韓国現代戯曲ドラマリーディングVol.6 公演情報 日韓演劇交流センター「韓国現代戯曲ドラマリーディングVol.6」の観てきた!クチコミとコメント

  • 満足度★★★

    『海霧』『白い桜桃』
    『海霧』
    経済的な危機にある漁船の乗組員たちが、
    密航者を運搬するビジネスに手をつけた。これで一獲千金!のはずが、思いも寄らぬ悲惨な事態に。

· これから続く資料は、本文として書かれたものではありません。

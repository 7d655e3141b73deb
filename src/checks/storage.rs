//! Storage checks: default storage class hygiene and stuck claims.

use std::sync::Arc;

use crate::check::Check;
use crate::cluster::ClusterAccessor;
use crate::models::{Category, CheckResult, ResultKey, Status};

use super::{list_items, object_name};

const STORAGE_CLASSES_PATH: &str = "/apis/storage.k8s.io/v1/storageclasses";
const CLAIMS_PATH: &str = "/api/v1/persistentvolumeclaims";
const DEFAULT_CLASS_ANNOTATION: &str = "storageclass.kubernetes.io/is-default-class";

pub fn default_storage_class() -> Arc<dyn Check> {
    Arc::new(DefaultStorageClassCheck)
}

pub fn pending_claims() -> Arc<dyn Check> {
    Arc::new(PendingClaimsCheck)
}

/// Exactly one storage class should carry the default annotation.
struct DefaultStorageClassCheck;

impl Check for DefaultStorageClassCheck {
    fn id(&self) -> &str {
        "default-storage-class"
    }

    fn name(&self) -> &str {
        "Default storage class"
    }

    fn category(&self) -> Category {
        Category::from("Storage")
    }

    fn run(&self, cluster: &dyn ClusterAccessor) -> anyhow::Result<CheckResult> {
        let classes = cluster.get_raw(STORAGE_CLASSES_PATH)?;
        let defaults: Vec<String> = list_items(&classes)
            .iter()
            .filter(|class| {
                class
                    .pointer(&format!("/metadata/annotations/{}", DEFAULT_CLASS_ANNOTATION.replace('/', "~1")))
                    .and_then(|a| a.as_str())
                    == Some("true")
            })
            .map(|class| object_name(class).to_string())
            .collect();

        let result = match defaults.len() {
            0 => CheckResult::new(
                self.id(),
                self.name(),
                self.category(),
                Status::Warning,
                "no default storage class - unannotated claims will hang",
            )
            .with_key(ResultKey::Recommended)
            .with_recommendation("annotate one storage class as the default"),
            1 => CheckResult::new(
                self.id(),
                self.name(),
                self.category(),
                Status::Ok,
                format!("default storage class is {}", defaults[0]),
            )
            .with_metadata("class", defaults[0].clone()),
            _ => CheckResult::new(
                self.id(),
                self.name(),
                self.category(),
                Status::Warning,
                format!("{} storage classes claim to be the default", defaults.len()),
            )
            .with_key(ResultKey::Recommended)
            .with_recommendation("keep exactly one default storage class")
            .with_detail(defaults.join("\n")),
        };

        Ok(result)
    }
}

/// Claims stuck in Pending usually mean a provisioner problem.
struct PendingClaimsCheck;

impl Check for PendingClaimsCheck {
    fn id(&self) -> &str {
        "pending-claims"
    }

    fn name(&self) -> &str {
        "Pending volume claims"
    }

    fn category(&self) -> Category {
        Category::from("Storage")
    }

    fn run(&self, cluster: &dyn ClusterAccessor) -> anyhow::Result<CheckResult> {
        let claims = cluster.get_raw(CLAIMS_PATH)?;
        let items = list_items(&claims);

        if items.is_empty() {
            return Ok(CheckResult::new(
                self.id(),
                self.name(),
                self.category(),
                Status::NotApplicable,
                "cluster has no persistent volume claims",
            )
            .with_key(ResultKey::NotApplicable));
        }

        let pending: Vec<String> = items
            .iter()
            .filter(|claim| {
                claim.pointer("/status/phase").and_then(|p| p.as_str()) == Some("Pending")
            })
            .map(|claim| object_name(claim).to_string())
            .collect();

        let result = if pending.is_empty() {
            CheckResult::new(
                self.id(),
                self.name(),
                self.category(),
                Status::Ok,
                format!("all {} claims bound", items.len()),
            )
        } else {
            CheckResult::new(
                self.id(),
                self.name(),
                self.category(),
                Status::Warning,
                format!("{} claim(s) stuck in Pending", pending.len()),
            )
            .with_key(ResultKey::Recommended)
            .with_recommendation("check the provisioner for the listed claims")
            .with_detail(pending.join("\n"))
        };

        Ok(result.with_metadata("claims", items.len().to_string()))
    }
}
//! Cluster-level checks: version rollout state and operator health.

use std::sync::Arc;

use crate::check::Check;
use crate::cluster::ClusterAccessor;
use crate::models::{Category, CheckResult, ResultKey, Status};

use super::{condition_is_true, list_items, object_name};

const CLUSTER_VERSION_PATH: &str = "/apis/config.openshift.io/v1/clusterversions/version";
const CLUSTER_OPERATORS_PATH: &str = "/apis/config.openshift.io/v1/clusteroperators";

pub fn cluster_version() -> Arc<dyn Check> {
    Arc::new(ClusterVersionCheck)
}

pub fn cluster_operators() -> Arc<dyn Check> {
    Arc::new(ClusterOperatorsCheck)
}

/// Verifies the cluster version object is Available and not stuck
/// progressing or failing.
struct ClusterVersionCheck;

impl Check for ClusterVersionCheck {
    fn id(&self) -> &str {
        "cluster-version"
    }

    fn name(&self) -> &str {
        "Cluster version"
    }

    fn category(&self) -> Category {
        Category::from("Cluster")
    }

    fn run(&self, cluster: &dyn ClusterAccessor) -> anyhow::Result<CheckResult> {
        let version = cluster.get_raw(CLUSTER_VERSION_PATH)?;

        let desired = version
            .pointer("/status/desired/version")
            .and_then(|v| v.as_str())
            .unwrap_or("unknown")
            .to_string();

        let available = condition_is_true(&version, "Available").unwrap_or(false);
        let progressing = condition_is_true(&version, "Progressing").unwrap_or(false);
        let failing = condition_is_true(&version, "Failing").unwrap_or(false);

        let result = if failing {
            CheckResult::new(
                self.id(),
                self.name(),
                self.category(),
                Status::Critical,
                format!("cluster version {desired} is failing to reconcile"),
            )
            .with_key(ResultKey::Required)
            .with_recommendation("inspect the cluster-version operator logs")
        } else if progressing {
            CheckResult::new(
                self.id(),
                self.name(),
                self.category(),
                Status::Warning,
                format!("cluster is progressing towards {desired}"),
            )
            .with_key(ResultKey::Advisory)
            .with_recommendation("wait for the rollout to settle before auditing")
        } else if available {
            CheckResult::new(
                self.id(),
                self.name(),
                self.category(),
                Status::Ok,
                format!("cluster version {desired} is available"),
            )
        } else {
            CheckResult::new(
                self.id(),
                self.name(),
                self.category(),
                Status::Unknown,
                "cluster version reports no Available condition",
            )
            .with_key(ResultKey::Advisory)
        };

        Ok(result.with_metadata("version", desired))
    }
}

/// Flags degraded or unavailable cluster operators.
struct ClusterOperatorsCheck;

impl Check for ClusterOperatorsCheck {
    fn id(&self) -> &str {
        "cluster-operators"
    }

    fn name(&self) -> &str {
        "Cluster operators"
    }

    fn category(&self) -> Category {
        Category::from("Cluster")
    }

    fn run(&self, cluster: &dyn ClusterAccessor) -> anyhow::Result<CheckResult> {
        let operators = cluster.get_raw(CLUSTER_OPERATORS_PATH)?;
        let items = list_items(&operators);

        let mut degraded = Vec::new();
        let mut unavailable = Vec::new();
        for operator in items {
            if condition_is_true(operator, "Degraded") == Some(true) {
                degraded.push(object_name(operator).to_string());
            }
            if condition_is_true(operator, "Available") == Some(false) {
                unavailable.push(object_name(operator).to_string());
            }
        }

        let result = if !degraded.is_empty() || !unavailable.is_empty() {
            let mut broken: Vec<String> = degraded.clone();
            broken.extend(unavailable.iter().cloned());
            broken.sort();
            broken.dedup();
            CheckResult::new(
                self.id(),
                self.name(),
                self.category(),
                Status::Critical,
                format!("{} operator(s) degraded or unavailable", broken.len()),
            )
            .with_key(ResultKey::Required)
            .with_recommendation("check `oc get clusteroperators` for the listed operators")
            .with_detail(broken.join("\n"))
        } else if items.is_empty() {
            CheckResult::new(
                self.id(),
                self.name(),
                self.category(),
                Status::Unknown,
                "no cluster operators reported",
            )
            .with_key(ResultKey::Advisory)
        } else {
            CheckResult::new(
                self.id(),
                self.name(),
                self.category(),
                Status::Ok,
                format!("all {} cluster operators healthy", items.len()),
            )
        };

        Ok(result.with_metadata("operators", items.len().to_string()))
    }
}
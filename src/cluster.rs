//! Cluster access collaborator
//!
//! Checks talk to the cluster through the narrow [`ClusterAccessor`]
//! capability; the engine itself never touches it. The shipped
//! implementation shells out to `oc` with an explicit kubeconfig, the same
//! way the tool is expected to be run from an operator workstation.

use std::path::{Path, PathBuf};
use std::process::{Command, Stdio};

use anyhow::{anyhow, Context};

use crate::error::{AuditError, AuditResult};

/// Narrow capability that checks use to query the cluster.
pub trait ClusterAccessor: Send + Sync {
    /// GET an API path (e.g. `/apis/config.openshift.io/v1/clusterversions`)
    /// and return the parsed JSON body.
    fn get_raw(&self, path: &str) -> anyhow::Result<serde_json::Value>;

    /// Run a cluster CLI command and return its stdout. Last-resort
    /// acquisition strategy for data no API exposes cleanly.
    fn exec(&self, args: &[&str]) -> anyhow::Result<String>;
}

/// Resolve the kubeconfig used for the run.
///
/// `$KUBECONFIG` wins; otherwise `~/.kube/config`. Absence is a fatal
/// pre-run error - no check is ever dispatched without cluster access.
pub fn resolve_kubeconfig() -> AuditResult<PathBuf> {
    if let Ok(path) = std::env::var("KUBECONFIG") {
        let path = PathBuf::from(path);
        if path.is_file() {
            return Ok(path);
        }
        return Err(AuditError::NoClusterAccess {
            reason: format!("KUBECONFIG points at missing file {}", path.display()),
        });
    }

    let home = dirs::home_dir().ok_or_else(|| AuditError::NoClusterAccess {
        reason: "could not determine home directory".to_string(),
    })?;
    let default = home.join(".kube").join("config");
    if default.is_file() {
        return Ok(default);
    }

    Err(AuditError::NoClusterAccess {
        reason: format!("no kubeconfig at {} and KUBECONFIG is unset", default.display()),
    })
}

/// Accessor backed by the `oc` CLI.
pub struct OcAccessor {
    kubeconfig: PathBuf,
}

impl OcAccessor {
    pub fn new(kubeconfig: impl Into<PathBuf>) -> Self {
        OcAccessor {
            kubeconfig: kubeconfig.into(),
        }
    }

    pub fn kubeconfig(&self) -> &Path {
        &self.kubeconfig
    }

    fn run_oc(&self, args: &[&str]) -> anyhow::Result<String> {
        let output = Command::new("oc")
            .arg("--kubeconfig")
            .arg(&self.kubeconfig)
            .args(args)
            .stdin(Stdio::null())
            .output()
            .context("failed to spawn oc - is it installed and on PATH?")?;

        if !output.status.success() {
            let stderr = String::from_utf8_lossy(&output.stderr);
            return Err(anyhow!(
                "oc {} failed: {}",
                args.join(" "),
                stderr.trim()
            ));
        }

        Ok(String::from_utf8_lossy(&output.stdout).into_owned())
    }
}

impl ClusterAccessor for OcAccessor {
    fn get_raw(&self, path: &str) -> anyhow::Result<serde_json::Value> {
        let body = self.run_oc(&["get", "--raw", path])?;
        serde_json::from_str(&body).with_context(|| format!("invalid JSON from GET {path}"))
    }

    fn exec(&self, args: &[&str]) -> anyhow::Result<String> {
        self.run_oc(args)
    }
}

#[cfg(test)]
mod tests {
    use super::*;
    use std::fs;
    use std::sync::Mutex;
    use tempfile::tempdir;

    // Both tests mutate KUBECONFIG; serialize them.
    static ENV_LOCK: Mutex<()> = Mutex::new(());

    #[test]
    fn resolve_uses_kubeconfig_env_when_file_exists() {
        let _guard = ENV_LOCK.lock().unwrap();
        let dir = tempdir().unwrap();
        let path = dir.path().join("kubeconfig");
        fs::write(&path, "apiVersion: v1\n").unwrap();

        std::env::set_var("KUBECONFIG", &path);
        let resolved = resolve_kubeconfig().unwrap();
        std::env::remove_var("KUBECONFIG");

        assert_eq!(resolved, path);
    }

    #[test]
    fn resolve_fails_when_kubeconfig_env_is_dangling() {
        let _guard = ENV_LOCK.lock().unwrap();
        let dir = tempdir().unwrap();
        let missing = dir.path().join("nope");

        std::env::set_var("KUBECONFIG", &missing);
        let err = resolve_kubeconfig().unwrap_err();
        std::env::remove_var("KUBECONFIG");

        assert!(matches!(err, AuditError::NoClusterAccess { .. }));
    }
}
//! Presentation-layer helpers for the CLI: semantic theme and the run
//! progress bar. Pure styling; nothing in here touches the engine.

pub mod progress;
pub mod theme;
//! Report generation
//!
//! Dispatches on [`ReportFormat`] to one of four renderers. Renderers only
//! consume the aggregator's views, so nothing about rendering depends on
//! execution order or timing beyond the `execution_time` field embedded in
//! each result.
//!
//! Generation is idempotent: identical results and config (with
//! `include_timestamp = false`) produce byte-identical artifacts.

pub mod asciidoc;
pub mod html;
pub mod json;
pub mod summary;

use std::fs;
use std::path::PathBuf;

use crate::error::AuditResult;
use crate::models::{CheckResult, ReportConfig, ReportFormat};

/// Renders an aggregate of results into a persisted artifact.
pub struct Reporter<'a> {
    results: &'a [CheckResult],
    config: &'a ReportConfig,
}

impl<'a> Reporter<'a> {
    pub fn new(results: &'a [CheckResult], config: &'a ReportConfig) -> Self {
        Reporter { results, config }
    }

    /// Render and persist the artifact. Returns the artifact path, or
    /// `None` for the terminal-only summary format.
    pub fn generate(&self) -> AuditResult<Option<PathBuf>> {
        let content = match self.config.format {
            ReportFormat::Asciidoc => asciidoc::render(self.results, self.config),
            ReportFormat::Html => html::render(self.results, self.config),
            ReportFormat::Json => json::render(self.results)?,
            ReportFormat::Summary => {
                summary::print(self.results, self.config.color);
                return Ok(None);
            }
        };

        fs::create_dir_all(&self.config.output_dir)?;
        let path = self.config.output_dir.join(self.artifact_filename());
        fs::write(&path, content)?;
        Ok(Some(path))
    }

    /// `{stem}-{timestamp}.{ext}` when timestamps are on, `{stem}.{ext}`
    /// otherwise.
    fn artifact_filename(&self) -> String {
        let extension = self
            .config
            .format
            .extension()
            .expect("persisted formats have an extension");
        if self.config.include_timestamp {
            let stamp = chrono::Local::now().format("%Y%m%d-%H%M%S");
            format!("{}-{}.{}", self.config.filename, stamp, extension)
        } else {
            format!("{}.{}", self.config.filename, extension)
        }
    }
}
//! Web-markup renderer
//!
//! Same logical structure as the asciidoc document, translated to nested
//! markup with status-colored badges. Self-contained: the stylesheet is
//! embedded, no external assets.

use std::fmt::Write;

use crate::aggregator::Aggregator;
use crate::models::{CheckResult, ReportConfig, Status};

const STYLE: &str = "\
body { font-family: sans-serif; margin: 2em auto; max-width: 60em; color: #1f2937; }\n\
h2 { border-bottom: 1px solid #d1d5db; padding-bottom: 0.2em; }\n\
.badge { display: inline-block; padding: 0.1em 0.6em; border-radius: 0.3em; color: #fff; font-size: 0.85em; }\n\
.badge.ok { background: #22c55e; }\n\
.badge.warning { background: #f59e0b; }\n\
.badge.critical { background: #ef4444; }\n\
.badge.unknown { background: #6b7280; }\n\
.badge.not_applicable { background: #9ca3af; }\n\
table { border-collapse: collapse; }\n\
td, th { border: 1px solid #d1d5db; padding: 0.3em 0.8em; }\n\
pre.detail { background: #f3f4f6; padding: 0.8em; overflow-x: auto; }\n\
ul.recommendations { margin-top: 0.3em; }\n\
p.meta { color: #6b7280; font-size: 0.85em; }\n";

fn badge_class(status: Status) -> &'static str {
    match status {
        Status::Ok => "ok",
        Status::Warning => "warning",
        Status::Critical => "critical",
        Status::Unknown => "unknown",
        Status::NotApplicable => "not_applicable",
    }
}

fn escape(text: &str) -> String {
    text.replace('&', "&amp;")
        .replace('<', "&lt;")
        .replace('>', "&gt;")
}

pub fn render(results: &[CheckResult], config: &ReportConfig) -> String {
    let aggregator = Aggregator::new(results);
    let mut out = String::new();

    writeln!(out, "<!DOCTYPE html>").unwrap();
    writeln!(out, "<html><head><meta charset=\"utf-8\">").unwrap();
    writeln!(out, "<title>{}</title>", escape(&config.title)).unwrap();
    writeln!(out, "<style>\n{STYLE}</style></head><body>").unwrap();
    writeln!(out, "<h1>{}</h1>", escape(&config.title)).unwrap();
    if config.include_timestamp {
        writeln!(
            out,
            "<p class=\"meta\">Generated: {}</p>",
            chrono::Local::now().format("%Y-%m-%d %H:%M:%S")
        )
        .unwrap();
    }

    writeln!(out, "<h2>Summary</h2>").unwrap();
    writeln!(out, "<table><tr><th>Status</th><th>Count</th></tr>").unwrap();
    let counts = aggregator.count_by_status();
    for status in Status::ALL.iter().rev() {
        if let Some(count) = counts.get(status) {
            writeln!(
                out,
                "<tr><td><span class=\"badge {}\">{}</span></td><td>{}</td></tr>",
                badge_class(*status),
                status.label(),
                count
            )
            .unwrap();
        }
    }
    writeln!(out, "<tr><td>Total</td><td>{}</td></tr></table>", aggregator.total()).unwrap();

    if config.group_by_category {
        for (category, bucket) in aggregator.results_by_category() {
            writeln!(out, "<h2>{}</h2>", escape(category.as_str())).unwrap();
            for result in bucket {
                render_entry(&mut out, result, config.include_details);
            }
        }
    } else {
        writeln!(out, "<h2>Results</h2>").unwrap();
        for result in results {
            render_entry(&mut out, result, config.include_details);
        }
    }

    writeln!(out, "</body></html>").unwrap();
    out
}

fn render_entry(out: &mut String, result: &CheckResult, include_details: bool) {
    writeln!(out, "<h3>{}</h3>", escape(&result.check_name)).unwrap();
    writeln!(
        out,
        "<p><span class=\"badge {}\">{}</span> {}</p>",
        badge_class(result.status),
        result.status.label(),
        escape(&result.message)
    )
    .unwrap();
    writeln!(
        out,
        "<p class=\"meta\">Result key: {} · Execution time: {}</p>",
        result.result_key,
        escape(&result.execution_time)
    )
    .unwrap();

    if !result.recommendations.is_empty() {
        writeln!(out, "<ul class=\"recommendations\">").unwrap();
        for recommendation in &result.recommendations {
            writeln!(out, "<li>{}</li>", escape(recommendation)).unwrap();
        }
        writeln!(out, "</ul>").unwrap();
    }

    if include_details {
        if let Some(detail) = &result.detail {
            writeln!(out, "<pre class=\"detail\">{}</pre>", escape(detail)).unwrap();
        }
    }
}

#[cfg(test)]
mod tests {
    use super::*;
    use crate::models::Category;

    fn sample() -> Vec<CheckResult> {
        vec![
            CheckResult::new("a", "Alpha", Category::from("Cluster"), Status::Ok, "healthy"),
            CheckResult::new(
                "b",
                "Beta <&>",
                Category::from("Security"),
                Status::Critical,
                "bad <script>",
            )
            .with_recommendation("fix & verify"),
        ]
    }

    #[test]
    fn renders_badges_and_sections() {
        let doc = render(&sample(), &ReportConfig::default());
        assert!(doc.contains("<h2>Cluster</h2>"));
        assert!(doc.contains("<h2>Security</h2>"));
        assert!(doc.contains("class=\"badge critical\""));
        assert!(doc.contains("class=\"badge ok\""));
    }

    #[test]
    fn escapes_markup_in_user_text() {
        let doc = render(&sample(), &ReportConfig::default());
        assert!(doc.contains("Beta &lt;&amp;&gt;"));
        assert!(doc.contains("bad &lt;script&gt;"));
        assert!(doc.contains("fix &amp; verify"));
        assert!(!doc.contains("bad <script>"));
    }

    #[test]
    fn detail_gated_by_config() {
        let results = vec![CheckResult::new(
            "a",
            "Alpha",
            Category::from("Cluster"),
            Status::Ok,
            "fine",
        )
        .with_detail("dump")];

        let without = render(&results, &ReportConfig::default());
        assert!(!without.contains("pre class=\"detail\""));

        let config = ReportConfig {
            include_details: true,
            ..ReportConfig::default()
        };
        assert!(render(&results, &config).contains("<pre class=\"detail\">dump</pre>"));
    }
}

    船の上、というまさに密室空間で起こる、逃げ場のない惨劇、
    行き詰まる密閉感。
    まずは、ハンパなく良く出来た戯曲であった。
    人間同士が信じ合えなく、わかりあえなくなっていく、
    ユージン・オニールの海洋物を彷彿とさせる作りだ。

    その戯曲を、奇をてらわず、体当たりの真っ向勝負での演出。
    リーディングなのに…あるいは、リーディングだからこその空気の濃密さ。
    語られていく言葉に、しっかりと引き込まれ、集中させられる。
    リーディングを観て、
    面白かった!という手応えを感じたのは実に久しぶりだった。

    やってる側も、観てる側も、
    最大限の集中力・表現力・想像力を駆使しなければ成り立たない表現芸術。
    垂れ流しで芝居を観てしまうよりも、よっぽど有意義でクリエイティブな時間・空間が、
    そこには確かに存在する。


    『白い桜桃』
    同じく、韓国現代戯曲ドラマリーディングの今年のラインナップ。
    こちらは『海霧』とは対照的に、日常を描くタイプ。
    チェーホフみたいな感じだろうか。
    山里の住宅を舞台に交錯する人間模様。

    演出面でも、ほぼ動きのなかった『海霧』とは対照的で、
    身体表現をふんだんに取り入れた作り。
    全員で一カ所に集まってみたり、わらわらと移動したり。
    リーディングと呼ぶには難があるんじゃないかしらと思ったが、斬新。
    さらに、様々な楽器の演奏を組み込むことで、
    また、出演者の多様な年齢も相まって、
    舞台上を様々な音色が飛び交う作りだった。
    特に後半、下総源太朗さんの存在感凄まじく。印象的だった。

    この『白い桜桃』に『海霧』、そして私が出演させていただいた
    『朝鮮刑事ホン・ユンシク』
    が加わり、2013年の韓国現代戯曲ドラマリーディングという催しでした。
    3演目とも観た人に、是非感想を伺いたいものだ。

    リーディングの可能性、というものはどこまでも無限に広がっている。
    ただ、小手先の目新しさにのみ終始してしまうと、
    どうしても言葉・本が疎かになる。
    リーディングにとって、それは本末転倒なのだろう。
    演者と観客のセッションこそが、リーディングの最大の魅力なのだろうから。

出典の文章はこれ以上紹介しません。